Wednesday, December 27, 2006

Rosie Thomas - These Friends of Mine

Rosie’s first album, When We Were Small, was as stark as it was beautiful. The instrumentation was slight and delicate, with Rosie’s fragile vocals draped over the top. The songs were mostly piano based, with some guitars and strings mixed in from time to time. The drums were virtually non-existent throughout the album. Even the “upbeat radio song” (“Wedding Day”) would’ve been a ballad on any other album.
Over the course of her next two albums, she used increasingly more instruments. The songs were still beautiful (with the exception of a couple), but there was more to them. And, while I always loved her albums, I always longed for another album full of her delicate songs.
And, with the release of These Friends of Mine, I finally got my wish. Only this time I got a little bonus. This time she was joined by her good friends (and some amazing musicians themselves), Sufjan Stevens and Denison Witmer.
The songs were recorded over a very short time, with most of them being written and recorded within hours (if not minutes) of each other.
The album is comprised of 10 songs…7 original songs and 3 covers. The covers are good, but are definitely the low points of the album.
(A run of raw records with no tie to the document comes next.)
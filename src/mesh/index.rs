//! Index types for mesh elements.
//!
//! Meshes are stored as flat arrays (arena-indexed); elements are referred to
//! by type-safe index wrappers rather than references. Directed edges follow
//! the face-corner convention: edge `3f + k` runs from corner `k` of face `f`
//! to corner `(k + 1) % 3`.

use std::fmt::{self, Debug};

/// Sentinel for "no element" in raw index tables.
pub const INVALID: usize = usize::MAX;

/// A type-safe vertex index.
#[derive(Copy, Clone, Eq, PartialEq, Ord, PartialOrd, Hash)]
#[repr(transparent)]
pub struct VertexId(u32);

/// A type-safe face index.
#[derive(Copy, Clone, Eq, PartialEq, Ord, PartialOrd, Hash)]
#[repr(transparent)]
pub struct FaceId(u32);

/// A type-safe directed edge index (`3 * face + corner`).
#[derive(Copy, Clone, Eq, PartialEq, Ord, PartialOrd, Hash)]
#[repr(transparent)]
pub struct EdgeId(u32);

macro_rules! impl_index_type {
    ($name:ident, $display:literal) => {
        impl $name {
            /// Create a new index from a raw value.
            #[inline]
            pub fn new(index: usize) -> Self {
                debug_assert!(index < u32::MAX as usize, "index {} too large", index);
                Self(index as u32)
            }

            /// Create an invalid/null index.
            #[inline]
            pub fn invalid() -> Self {
                Self(u32::MAX)
            }

            /// Get the raw index value.
            #[inline]
            pub fn index(self) -> usize {
                self.0 as usize
            }

            /// Check if this is a valid (non-null) index.
            #[inline]
            pub fn is_valid(self) -> bool {
                self.0 != u32::MAX
            }
        }

        impl Debug for $name {
            fn fmt(&self, f: &mut fmt::Formatter<'_>) -> fmt::Result {
                if self.is_valid() {
                    write!(f, "{}({})", $display, self.index())
                } else {
                    write!(f, "{}(INVALID)", $display)
                }
            }
        }

        impl Default for $name {
            fn default() -> Self {
                Self::invalid()
            }
        }

        impl From<usize> for $name {
            fn from(v: usize) -> Self {
                Self::new(v)
            }
        }
    };
}

impl_index_type!(VertexId, "V");
impl_index_type!(FaceId, "F");
impl_index_type!(EdgeId, "E");

impl EdgeId {
    /// The directed edge leaving corner `corner` of face `face`.
    #[inline]
    pub fn from_corner(face: FaceId, corner: usize) -> Self {
        Self::new(face.index() * 3 + corner)
    }

    /// The face this directed edge belongs to.
    #[inline]
    pub fn face(self) -> FaceId {
        FaceId::new(self.index() / 3)
    }

    /// The corner of the face the edge starts from.
    #[inline]
    pub fn corner(self) -> usize {
        self.index() % 3
    }

    /// The next directed edge around the same face.
    #[inline]
    pub fn next(self) -> Self {
        Self::new(dedge_next(self.index()))
    }

    /// The previous directed edge around the same face.
    #[inline]
    pub fn prev(self) -> Self {
        Self::new(dedge_prev(self.index()))
    }
}

/// Next directed edge around the face of raw edge `e`.
#[inline]
pub(crate) fn dedge_next(e: usize) -> usize {
    if e % 3 == 2 {
        e - 2
    } else {
        e + 1
    }
}

/// Previous directed edge around the face of raw edge `e`.
#[inline]
pub(crate) fn dedge_prev(e: usize) -> usize {
    if e % 3 == 0 {
        e + 2
    } else {
        e - 1
    }
}

#[cfg(test)]
mod tests {
    use super::*;

    #[test]
    fn test_vertex_id() {
        let v = VertexId::new(42);
        assert_eq!(v.index(), 42);
        assert!(v.is_valid());
        assert!(!VertexId::invalid().is_valid());
    }

    #[test]
    fn test_edge_face_corner() {
        let e = EdgeId::from_corner(FaceId::new(5), 2);
        assert_eq!(e.index(), 17);
        assert_eq!(e.face(), FaceId::new(5));
        assert_eq!(e.corner(), 2);
        assert_eq!(e.next().index(), 15);
        assert_eq!(e.prev().index(), 16);
        assert_eq!(e.next().prev(), e);
    }

    #[test]
    fn test_debug_format() {
        assert_eq!(format!("{:?}", FaceId::new(3)), "F(3)");
        assert_eq!(format!("{:?}", EdgeId::invalid()), "E(INVALID)");
    }
}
The covers are R.E.M.’s “The One I Love”, Denison Witmer’s “Paper Doll” (complete with Denison backing her on vocals), and Fleetwood Mac’s “Songbird” (which has been covered by Denison Witmer, Eva Cassidy, and, most recently, Willie Nelson). They’re good songs, but they seems relatively uninspired…like they were thrown in as an afterthought.
There is really only one other part of the album that I don’t enjoy too much. The song “Say Hello” is a beautiful song, with Rosie and Sufjan trading vocals…but then it gets to the end, and there’s just a small, annoying bit of non-conversation at the tail end that just kills it for me. In fact, I’m very close to just editing that out myself just so it won’t bug me anymore.
There’s also a bit of conversation before “Why Waste More Time?” and at the end of “These Friends of Mine”, but it’s actually pretty cool. It’s the sound of 3 friends having fun recording an album, and it lets you into their world and process…if only for a couple of seconds.
The rest of the album is fun and gorgeous and exactly what I wanted. “If This City Never Sleeps” is a great way to kick of the album…a short song driven by a finger-picked guitar line. It sets the tone for the rest of the album, which is pretty much more of the same…but in a good way.
There are three songs that really stand out from the rest of the album. “Much Farther to Go” and “Kite Song” would’ve fit perfectly on When We Were Small; they’re small, stark songs that will break your heart if you’re not careful. “These Friends of Mine” closes out the album in grand fashion. The song starts with the rolling of tape and a loop of harmonies reminiscent of The Beach Boys. I was hooked before she even started singing. The song starts a bit slow, but, by the end of it, the harmonies are back in full throat as Rosie’s voice soars above them all in a huge sound of gorgeousness.
If you love Rosie’s previous albums you’ll love this one. If you’ve never listened to any of her music, this would be a pretty good place to start. It’s an intimate recording full of beautiful songs. What could be better than that?

Rating: 8.6

Essential Tracks: “If This City Never Sleeps”, “All The Way to New York City”

Favorite Tracks: “Much Farther to Go”, “Kite Song”, “These Friends of Mine”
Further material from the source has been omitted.